Thanks for your reply and input. Guys like you and Don who have an interest in the sport help add balance to what might become a one sided soapbox speech. I have been around racing much of my life, I am 67 years old. The mind is still going pretty strong but the old body is slowing down a tad.

My dad owned an automotive machine shop and used to joke about building his old race Flathead Fords out of junk that he swept off of the floor of his shop. He built or machined race engine for many of the local hot shoes like Bill Kimmel Sr., Harry Hyde, and Bill Clarry of Clary's Customotive Speed Shop here in Louisville. He was also friends with a guy named Al Davis, this guy was a genius. He was the guy that built the patterns for the first TQ quick change rear end. He actually built billet crankshafts for the old Crosley motors with nothing more than a 14" South Bend Lathe and an old Bridgeport Mill.

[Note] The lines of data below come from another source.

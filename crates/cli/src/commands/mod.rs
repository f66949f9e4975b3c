pub mod ask;
pub mod config;
pub mod doctor;
pub mod migrate;
pub mod seed;

use returndesk_core::config::{AppConfig, LoadOptions};
use serde::Serialize;

#[derive(Debug, Clone)]
pub struct CommandResult {
    pub exit_code: u8,
    pub output: String,
}

#[derive(Debug, Serialize)]
struct CommandOutcome {
    command: String,
    status: String,
    error_class: Option<String>,
    message: String,
    #[serde(skip_serializing_if = "Option::is_none")]
    details: Option<serde_json::Value>,
}

impl CommandResult {
    pub fn success(command: &str, message: impl Into<String>) -> Self {
        let payload = CommandOutcome {
            command: command.to_string(),
            status: "ok".to_string(),
            error_class: None,
            message: message.into(),
            details: None,
        };
        Self { exit_code: 0, output: serialize_payload(payload) }
    }

    pub fn success_with_details(
        command: &str,
        message: impl Into<String>,
        details: serde_json::Value,
    ) -> Self {
        let payload = CommandOutcome {
            command: command.to_string(),
            status: "ok".to_string(),
            error_class: None,
            message: message.into(),
            details: Some(details),
        };
        Self { exit_code: 0, output: serialize_payload(payload) }
    }

    pub fn failure(
        command: &str,
        error_class: &str,
        message: impl Into<String>,
        exit_code: u8,
    ) -> Self {
        let payload = CommandOutcome {
            command: command.to_string(),
            status: "error".to_string(),
            error_class: Some(error_class.to_string()),
            message: message.into(),
            details: None,
        };
        Self { exit_code, output: serialize_payload(payload) }
    }
}

fn serialize_payload(payload: CommandOutcome) -> String {
    serde_json::to_string(&payload).unwrap_or_else(|error| {
        format!(
            "{{\"command\":\"unknown\",\"status\":\"error\",\"error_class\":\"serialization\",\"message\":\"{}\"}}",
            error.to_string().replace('\\', "\\\\").replace('"', "\\\"")
        )
    })
}

/// Config plus a current-thread runtime, or the failure every command reports
/// when either cannot be had.
pub(crate) fn prepare(command: &str) -> Result<(AppConfig, tokio::runtime::Runtime), CommandResult> {
    let config = AppConfig::load(LoadOptions::default()).map_err(|error| {
        CommandResult::failure(command, "config_validation", format!("configuration issue: {error}"), 2)
    })?;

    let runtime = tokio::runtime::Builder::new_current_thread().enable_all().build().map_err(|error| {
        CommandResult::failure(
            command,
            "runtime_init",
            format!("failed to initialize async runtime: {error}"),
            3,
        )
    })?;

    Ok((config, runtime))
}
//! Conversation loop for the returns assistant.
//!
//! A turn flows through a fixed sequence:
//! 1. **Routing** (`router`) - classify the message as policy, data, both, or general
//! 2. **Context** (`branches`) - policy passages from `retrieval`, order rows from
//!    a generated and validated (`guardrails`) read-only query
//! 3. **Return action** (`returns`) - only after an explicit customer confirmation
//! 4. **Answer** (`composer`) - one completion over the gathered context
//!
//! # Safety Principle
//!
//! The model never writes to the order store. Generated SQL is read-only and
//! checked before it runs; the single permitted write (status to `returned`)
//! goes through `ReturnExecutor`, which checks the order itself.

pub mod branches;
pub mod composer;
pub mod errors;
pub mod guardrails;
pub mod llm;
pub mod locks;
pub mod prompts;
pub mod retrieval;
pub mod returns;
pub mod router;
pub mod runtime;

pub use runtime::{AgentDependencies, AgentRuntime, AssemblyError, ChatTurn, ChatTurnRequest};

In my Young adult hood I was fortunate enough to become friends with a guy named Ralph Potter through racing Quarter Midgets with him and his sons. He built the Kurtis Quarter Midget that was so dominant in quarter midget racing from the late 50's to the 70's. He sold the Quarter Midget operation off and went back to racing Full Midgets. One of his first midgets was a VW rear engine design that USAC definitely did not like. Suffering through the VW phase of Midget racing Ralph decided that there must be a better way to build a race engine. His next engine to develop was the little Chevy V6. He spent a great deal of time and money making this little engine competitive. The culmination of his efforts was Tony Stewart's first ever national title in the USAC National Midget Division. USAC in their wisdom decided the little V6 had too much going for it and went about making rules to take away the edge from it. Ralph kinda of lost interest in Midget racing at this point and went on to finish out his racing in the Silver Crown Cars. Seeing all of this unfold I guess is what has caused me to to have a dislike of well intended rules meant to help the racer out.

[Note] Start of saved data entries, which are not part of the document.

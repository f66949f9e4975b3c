//! Chat endpoints.
//!
//! - `GET  /`     - service description
//! - `POST /chat` - run one conversation turn

use std::sync::Arc;

use axum::{
    extract::State,
    http::StatusCode,
    routing::{get, post},
    Json, Router,
};
use chrono::{DateTime, Utc};
use returndesk_agent::router::RouteDecision;
use returndesk_agent::{AgentRuntime, ChatTurnRequest};
use returndesk_core::domain::conversation::{Message, MessageRole, ThreadId};
use returndesk_core::errors::InterfaceError;
use serde::{Deserialize, Serialize};
use tracing::{error, info, warn};
use uuid::Uuid;

#[derive(Clone)]
pub struct ChatState {
    pub runtime: Arc<AgentRuntime>,
}

#[derive(Debug, Deserialize)]
pub struct ChatRequest {
    pub message: String,
    #[serde(default)]
    pub thread_id: Option<String>,
    #[serde(default)]
    pub conversation_history: Vec<HistoryEntry>,
}

/// A prior message supplied by the client; the timestamp is optional on the wire.
#[derive(Debug, Deserialize)]
pub struct HistoryEntry {
    pub role: MessageRole,
    pub content: String,
    #[serde(default)]
    pub timestamp: Option<DateTime<Utc>>,
}

#[derive(Debug, Serialize)]
pub struct ChatResponse {
    pub message: String,
    pub thread_id: String,
    pub route: RouteDecision,
    pub conversation_history: Vec<Message>,
    pub status: &'static str,
}

#[derive(Debug, Serialize)]
pub struct ErrorResponse {
    pub status: &'static str,
    pub error: String,
    pub correlation_id: String,
}

#[derive(Debug, Serialize)]
pub struct ServiceInfo {
    pub service: &'static str,
    pub version: &'static str,
    pub description: &'static str,
    pub endpoints: Vec<&'static str>,
}

pub fn router(state: ChatState) -> Router {
    Router::new()
        .route("/", get(service_info))
        .route("/chat", post(chat))
        .with_state(state)
}

pub async fn service_info() -> Json<ServiceInfo> {
    Json(ServiceInfo {
        service: "returndesk",
        version: env!("CARGO_PKG_VERSION"),
        description: "Customer support assistant for order status and returns",
        endpoints: vec!["GET /", "GET /health", "POST /chat"],
    })
}

pub async fn chat(
    State(state): State<ChatState>,
    Json(body): Json<ChatRequest>,
) -> Result<Json<ChatResponse>, (StatusCode, Json<ErrorResponse>)> {
    let correlation_id = Uuid::new_v4().to_string();

    if body.message.trim().is_empty() {
        warn!(
            event_name = "server.chat.rejected",
            correlation_id = %correlation_id,
            "empty chat message"
        );
        return Err(reject(InterfaceError::BadRequest {
            message: "message must not be empty".to_string(),
            correlation_id,
        }));
    }

    let thread_id = body
        .thread_id
        .map(|raw| raw.trim().to_string())
        .filter(|raw| !raw.is_empty())
        .map(ThreadId);
    let prior_history = body
        .conversation_history
        .into_iter()
        .map(|entry| Message {
            role: entry.role,
            content: entry.content,
            timestamp: entry.timestamp.unwrap_or_else(Utc::now),
        })
        .collect();

    let request = ChatTurnRequest { thread_id, message: body.message, prior_history };
    match state.runtime.handle_message(request).await {
        Ok(turn) => {
            info!(
                event_name = "server.chat.completed",
                correlation_id = %correlation_id,
                thread_id = %turn.thread_id,
                route = turn.route.as_str(),
                "chat turn served"
            );
            Ok(Json(ChatResponse {
                message: turn.reply,
                thread_id: turn.thread_id.0,
                route: turn.route,
                conversation_history: turn.history,
                status: "success",
            }))
        }
        Err(failure) => {
            error!(
                event_name = "server.chat.failed",
                correlation_id = %correlation_id,
                error = %failure,
                "chat turn failed"
            );
            Err(reject(failure.into_interface(correlation_id)))
        }
    }
}

fn reject(error: InterfaceError) -> (StatusCode, Json<ErrorResponse>) {
    let status = match &error {
        InterfaceError::BadRequest { .. } => StatusCode::BAD_REQUEST,
        InterfaceError::ServiceUnavailable { .. } => StatusCode::SERVICE_UNAVAILABLE,
    };
    (
        status,
        Json(ErrorResponse {
            status: "error",
            error: error.user_message().to_string(),
            correlation_id: error.correlation_id().to_string(),
        }),
    )
}

#[cfg(test)]
pub(crate) mod tests {
    use std::sync::Arc;

    use axum::{extract::State, http::StatusCode, Json};
    use returndesk_agent::llm::ScriptedLlm;
    use returndesk_agent::prompts::PromptTemplates;
    use returndesk_agent::retrieval::PolicyDocumentRetriever;
    use returndesk_agent::router::{KeywordClassifier, RouteDecision};
    use returndesk_agent::{AgentDependencies, AgentRuntime};
    use returndesk_core::config::AppConfig;
    use returndesk_core::domain::conversation::{Message, MessageRole, ThreadId};
    use returndesk_db::{DataStoreGateway, InMemorySessionStore, RepositoryError, SessionStore};

    use super::{chat, service_info, ChatRequest, ChatState, HistoryEntry};

    pub(crate) fn runtime(data_store: Arc<dyn DataStoreGateway>) -> Arc<AgentRuntime> {
        runtime_with_sessions(data_store, Arc::new(InMemorySessionStore::default()))
    }

    fn runtime_with_sessions(
        data_store: Arc<dyn DataStoreGateway>,
        sessions: Arc<dyn SessionStore>,
    ) -> Arc<AgentRuntime> {
        let mut config = AppConfig::default();
        config.agent.review_queries = false;
        let retriever = PolicyDocumentRetriever::from_text(
            "policy",
            "# Returns\n\nItems may be returned within 30 days of delivery.",
            2,
        )
        .expect("policy");

        Arc::new(AgentRuntime::from_config(
            &config,
            AgentDependencies {
                data_store,
                sessions,
                llm: Arc::new(
                    ScriptedLlm::new()
                        .on("### task: generate_query", "SELECT order_status FROM orders LIMIT 5")
                        .with_fallback("Happy to help with your order."),
                ),
                classifier: Arc::new(KeywordClassifier),
                retriever: Arc::new(retriever),
                templates: Arc::new(PromptTemplates::embedded().expect("templates")),
            },
        ))
    }

    pub(crate) struct EmptyStore;

    #[async_trait::async_trait]
    impl DataStoreGateway for EmptyStore {
        async fn list_tables(&self) -> Result<Vec<String>, returndesk_db::RepositoryError> {
            Ok(Vec::new())
        }

        async fn get_schema(&self, _: &[String]) -> Result<String, returndesk_db::RepositoryError> {
            Ok(String::new())
        }

        async fn execute(
            &self,
            _: &str,
        ) -> Result<Vec<returndesk_db::QueryRow>, returndesk_db::RepositoryError> {
            Ok(Vec::new())
        }

        async fn find_order(
            &self,
            _: &returndesk_core::domain::order::OrderId,
        ) -> Result<Option<returndesk_core::domain::order::OrderRecord>, returndesk_db::RepositoryError>
        {
            Ok(None)
        }

        async fn update_order_status(
            &self,
            _: &returndesk_core::domain::order::OrderId,
            _: &returndesk_core::domain::order::OrderStatus,
        ) -> Result<bool, returndesk_db::RepositoryError> {
            Ok(false)
        }
    }

    /// A session backend whose database has gone away.
    struct UnreachableSessions;

    #[async_trait::async_trait]
    impl SessionStore for UnreachableSessions {
        async fn append(&self, _: &ThreadId, _: Message) -> Result<(), RepositoryError> {
            Err(RepositoryError::Database(sqlx::Error::PoolTimedOut))
        }

        async fn get_history(&self, _: &ThreadId) -> Result<Vec<Message>, RepositoryError> {
            Err(RepositoryError::Database(sqlx::Error::PoolTimedOut))
        }

        async fn evict_idle(&self, _: std::time::Duration) -> Result<usize, RepositoryError> {
            Ok(0)
        }
    }

    fn request(message: &str, thread_id: Option<String>) -> ChatRequest {
        ChatRequest { message: message.to_string(), thread_id, conversation_history: Vec::new() }
    }

    #[tokio::test]
    async fn chat_returns_reply_thread_and_history() {
        let state = ChatState { runtime: runtime(Arc::new(EmptyStore)) };

        let Json(first) =
            chat(State(state.clone()), Json(request("hello", None))).await.expect("first turn");
        assert_eq!(first.status, "success");
        assert_eq!(first.message, "Happy to help with your order.");
        assert_eq!(first.route, RouteDecision::General);
        assert_eq!(first.conversation_history.len(), 2);

        let Json(second) = chat(State(state), Json(request("thanks", Some(first.thread_id.clone()))))
            .await
            .expect("second turn");
        assert_eq!(second.thread_id, first.thread_id);
        assert_eq!(second.conversation_history.len(), 4);
    }

    #[tokio::test]
    async fn blank_message_is_a_bad_request() {
        let state = ChatState { runtime: runtime(Arc::new(EmptyStore)) };

        let (status, Json(body)) =
            chat(State(state), Json(request("  ", None))).await.expect_err("rejected");

        assert_eq!(status, StatusCode::BAD_REQUEST);
        assert_eq!(body.status, "error");
        assert!(!body.correlation_id.is_empty());
    }

    #[tokio::test]
    async fn session_store_outage_is_service_unavailable() {
        let state = ChatState {
            runtime: runtime_with_sessions(Arc::new(EmptyStore), Arc::new(UnreachableSessions)),
        };

        let (status, Json(body)) =
            chat(State(state), Json(request("hello", None))).await.expect_err("rejected");

        assert_eq!(status, StatusCode::SERVICE_UNAVAILABLE);
        assert_eq!(body.error, "The service is temporarily unavailable. Please retry shortly.");
        assert!(!body.correlation_id.is_empty());
    }

    #[tokio::test]
    async fn client_history_seeds_a_new_thread() {
        let state = ChatState { runtime: runtime(Arc::new(EmptyStore)) };
        let mut body = request("and the refund?", None);
        body.conversation_history = vec![
            HistoryEntry { role: MessageRole::User, content: "hi".to_string(), timestamp: None },
            HistoryEntry {
                role: MessageRole::Assistant,
                content: "Hello! How can I help?".to_string(),
                timestamp: None,
            },
        ];

        let Json(response) = chat(State(state), Json(body)).await.expect("turn");

        assert_eq!(response.conversation_history.len(), 4);
        assert_eq!(response.conversation_history[1].content, "Hello! How can I help?");
        assert_eq!(response.conversation_history[2].role, MessageRole::User);
    }

    #[tokio::test]
    async fn service_info_lists_endpoints() {
        let Json(info) = service_info().await;
        assert_eq!(info.service, "returndesk");
        assert!(info.endpoints.contains(&"POST /chat"));
    }
}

Ralph financed his Midget racing with the help of 5 very successful Muffler Shops he and his son's run up in Indy. He was also my business mentor and helped me start a shop down here in Louisville. The advice he gave me on advertising was to never spend more than 10% of your gross on advertising unless you were advertising on a race car.

That brings me back to me and Mini Sprints. A big reason Ralph got out of racing was the cost involved in building a competitive race car. I knew that if it was hard with 5 gang-buster shops it would be impossible to do with one so so shop. When my son got old enough to start thinking about racing we tied up with a friend Bill Felker and his son Tony "AJ" racing 600cc upright Mini Sprints. That was a race car that I could afford to race and race right. The 600cc cars were the little brother to the 1200cc Mini Sprints and we were kinda of looked down on. They were powered with the little Honda FII motor, a new compact design with a much more efficient head design than motors in the past. We ventured up to Brownstown Indiana once to race with the 1200cc cars and low and behold AJ finished 5th in the feature with an engine one half the size.

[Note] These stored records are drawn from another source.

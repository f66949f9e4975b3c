use std::sync::Arc;
use std::time::Duration;

use serde::Serialize;
use serde_json::json;
use tracing::{debug, warn};

use returndesk_core::domain::conversation::Message;
use returndesk_db::{DataStoreGateway, QueryRow};

use crate::errors::{with_timeout, AgentError};
use crate::guardrails::validate_read_only;
use crate::llm::{CompletionMode, LlmClient};
use crate::prompts::{self, PromptTemplates};
use crate::retrieval::{DocumentRetriever, Passage};
use crate::router::{order_ids_in, RouteDecision};

const QUERY_HISTORY: usize = 6;

/// Everything gathered for one turn before the answer is composed.
#[derive(Clone, Debug, Default, Serialize)]
pub struct TurnContext {
    pub passages: Vec<Passage>,
    pub data: Option<DataLookup>,
    pub notes: Vec<String>,
    pub return_outcome: Option<String>,
}

impl TurnContext {
    fn merge(mut self, other: TurnContext) -> Self {
        self.passages.extend(other.passages);
        if other.data.is_some() {
            self.data = other.data;
        }
        self.notes.extend(other.notes);
        self
    }

    pub fn is_empty(&self) -> bool {
        self.passages.is_empty()
            && self.data.is_none()
            && self.notes.is_empty()
            && self.return_outcome.is_none()
    }
}

#[derive(Clone, Debug, Serialize)]
pub struct DataLookup {
    pub query: String,
    pub rows: Vec<QueryRow>,
    pub truncated: bool,
}

#[derive(Clone, Debug)]
pub struct DataBranchSettings {
    pub call_timeout: Duration,
    pub query_row_limit: u32,
    pub max_context_rows: usize,
    pub review_queries: bool,
}

/// Runs the context-gathering side of a route. Failures become notes, never errors.
pub struct BranchExecutor {
    retriever: Arc<dyn DocumentRetriever>,
    data_store: Arc<dyn DataStoreGateway>,
    llm: Arc<dyn LlmClient>,
    templates: Arc<PromptTemplates>,
    settings: DataBranchSettings,
}

impl BranchExecutor {
    pub fn new(
        retriever: Arc<dyn DocumentRetriever>,
        data_store: Arc<dyn DataStoreGateway>,
        llm: Arc<dyn LlmClient>,
        templates: Arc<PromptTemplates>,
        settings: DataBranchSettings,
    ) -> Self {
        Self { retriever, data_store, llm, templates, settings }
    }

    pub async fn gather(&self, route: RouteDecision, message: &str, history: &[Message]) -> TurnContext {
        match route {
            RouteDecision::PolicyOnly => self.policy_branch(message).await,
            RouteDecision::DataOnly => self.data_branch(message, history).await,
            RouteDecision::PolicyAndData => {
                let (policy, data) =
                    tokio::join!(self.policy_branch(message), self.data_branch(message, history));
                policy.merge(data)
            }
            RouteDecision::General => TurnContext::default(),
        }
    }

    async fn policy_branch(&self, message: &str) -> TurnContext {
        let retrieved = with_timeout("policy.retrieve", self.settings.call_timeout, async {
            self.retriever
                .retrieve(message)
                .await
                .map_err(|error| AgentError::RetrievalUnavailable(format!("{error:#}")))
        })
        .await;

        match retrieved {
            Ok(passages) => {
                debug!(event_name = "agent.branch.policy", passages = passages.len(), "policy passages retrieved");
                let mut context = TurnContext { passages, ..TurnContext::default() };
                if context.passages.is_empty() {
                    context.notes.push("No return policy passage matched this question.".to_string());
                }
                context
            }
            Err(error) => {
                degraded("policy", &error);
                TurnContext {
                    notes: vec![
                        "The return policy lookup is unavailable right now; do not quote policy terms."
                            .to_string(),
                    ],
                    ..TurnContext::default()
                }
            }
        }
    }

    async fn data_branch(&self, message: &str, history: &[Message]) -> TurnContext {
        match self.lookup(message, history).await {
            Ok(lookup) => {
                debug!(
                    event_name = "agent.branch.data",
                    rows = lookup.rows.len(),
                    truncated = lookup.truncated,
                    "order data retrieved"
                );
                TurnContext { data: Some(lookup), ..TurnContext::default() }
            }
            Err(error) => {
                degraded("data", &error);
                let note = match error {
                    AgentError::QueryInvalid(_) => {
                        "The order lookup could not be completed from this question; ask the customer to confirm the order id or rephrase."
                    }
                    _ => "The order data lookup is unavailable right now; do not guess order details.",
                };
                TurnContext { notes: vec![note.to_string()], ..TurnContext::default() }
            }
        }
    }

    async fn lookup(&self, message: &str, history: &[Message]) -> Result<DataLookup, AgentError> {
        let timeout = self.settings.call_timeout;

        let tables = with_timeout("data.list_tables", timeout, async {
            self.data_store.list_tables().await.map_err(AgentError::from)
        })
        .await?;
        if tables.is_empty() {
            return Err(AgentError::RetrievalUnavailable("data store has no tables".to_string()));
        }

        let selected = self.select_tables(message, &tables).await;
        let schema = with_timeout("data.get_schema", timeout, async {
            self.data_store.get_schema(&selected).await.map_err(AgentError::from)
        })
        .await?;

        let prompt = self
            .templates
            .render(
                prompts::GENERATE_QUERY,
                &json!({
                    "schema": schema,
                    "history": prompts::transcript(history, QUERY_HISTORY),
                    "message": message,
                    "top_k": self.settings.query_row_limit,
                }),
            )
            .map_err(AgentError::completion)?;
        let draft = with_timeout("llm.generate_query", timeout, async {
            self.llm.complete(&prompt, CompletionMode::Generate).await.map_err(AgentError::completion)
        })
        .await?;

        let mut query =
            validate_read_only(&draft).map_err(|rejection| AgentError::QueryInvalid(rejection.to_string()))?;
        if self.settings.review_queries {
            if let Some(reviewed) = self.review(&schema, &query).await {
                query = reviewed;
            }
        }

        let mut rows = with_timeout("data.execute", timeout, async {
            self.data_store.execute(&query).await.map_err(AgentError::from)
        })
        .await?;

        let truncated = rows.len() > self.settings.max_context_rows;
        rows.truncate(self.settings.max_context_rows);
        Ok(DataLookup { query, rows, truncated })
    }

    /// Keyword match on table names first, then the model, then every table.
    async fn select_tables(&self, message: &str, tables: &[String]) -> Vec<String> {
        let matched = match_tables_by_name(message, tables);
        if !matched.is_empty() {
            return matched;
        }

        let chosen = async {
            let prompt = self
                .templates
                .render(prompts::SELECT_TABLES, &json!({"tables": tables, "message": message}))
                .map_err(AgentError::completion)?;
            with_timeout("llm.select_tables", self.settings.call_timeout, async {
                self.llm.complete(&prompt, CompletionMode::Classify).await.map_err(AgentError::completion)
            })
            .await
        }
        .await;

        match chosen {
            Ok(reply) => {
                let picked: Vec<String> = reply
                    .split(|ch: char| ch == ',' || ch == '\n')
                    .map(|name| name.trim().trim_matches('`').trim())
                    .filter_map(|name| tables.iter().find(|table| table.eq_ignore_ascii_case(name)))
                    .cloned()
                    .collect();
                if picked.is_empty() {
                    tables.to_vec()
                } else {
                    picked
                }
            }
            Err(error) => {
                debug!(event_name = "agent.branch.table_selection_fallback", error = %error, "using all tables");
                tables.to_vec()
            }
        }
    }

    /// Second look at a generated query. A rewrite is only kept when it is still a read.
    async fn review(&self, schema: &str, query: &str) -> Option<String> {
        let prompt = self
            .templates
            .render(prompts::REVIEW_QUERY, &json!({"schema": schema, "query": query}))
            .ok()?;

        let reviewed = with_timeout("llm.review_query", self.settings.call_timeout, async {
            self.llm.complete(&prompt, CompletionMode::Generate).await.map_err(AgentError::completion)
        })
        .await;

        match reviewed.map(|reply| validate_read_only(&reply)) {
            Ok(Ok(rewritten)) => Some(rewritten),
            Ok(Err(rejection)) => {
                warn!(
                    event_name = "agent.branch.review_rejected",
                    reason = rejection.reason_code(),
                    "reviewed query rejected, keeping original"
                );
                None
            }
            Err(error) => {
                debug!(event_name = "agent.branch.review_skipped", error = %error, "query review unavailable");
                None
            }
        }
    }
}

fn degraded(branch: &'static str, error: &AgentError) {
    warn!(
        event_name = "agent.branch.degraded",
        branch,
        kind = error.kind(),
        error = %error,
        "context lookup failed, continuing with degraded context"
    );
}

fn match_tables_by_name(message: &str, tables: &[String]) -> Vec<String> {
    let text = message.to_lowercase();
    let words: Vec<&str> = text.split(|ch: char| !ch.is_alphanumeric()).collect();
    let mentions_order_id = !order_ids_in(message).is_empty();

    tables
        .iter()
        .filter(|table| {
            let name = table.to_lowercase();
            let singular = name.trim_end_matches('s');
            let head = name.split('_').next().unwrap_or(&name).trim_end_matches('s');
            words.iter().any(|word| {
                let word = word.trim_end_matches('s');
                !word.is_empty() && (word == singular || word == head)
            }) || (mentions_order_id && name == "orders")
        })
        .cloned()
        .collect()
}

At about this time in the late 90's the 1200cc class was dying a slow death because of the cost of modifying these old boat anchors to be race worthy. They left a lot of room for improvement in those things and this improvement work was expensive costing $10,000.00 + to build a good race engine.

Fortunate for us Mini Sprinters the Japanese chose to develop the 1000cc motorcycle engine next. In 2004 the race began between the bike makers to see who could build the fastest bike and has continued til this day. A stock off the bike 1000cc cycle motor would run circles around these older motors at 1/5 the cost. The reason these little motors were so powerful was all in head design. Your mentions of windows is quite true I have made a lot of them over the years. The advantage to the old sand cast HD midget castings are when you made a hole a good welder and a TIG could close it back up again. With the light weight permanent casting cycle motor the thickness and weight is not there so you just junk it and buy another motor.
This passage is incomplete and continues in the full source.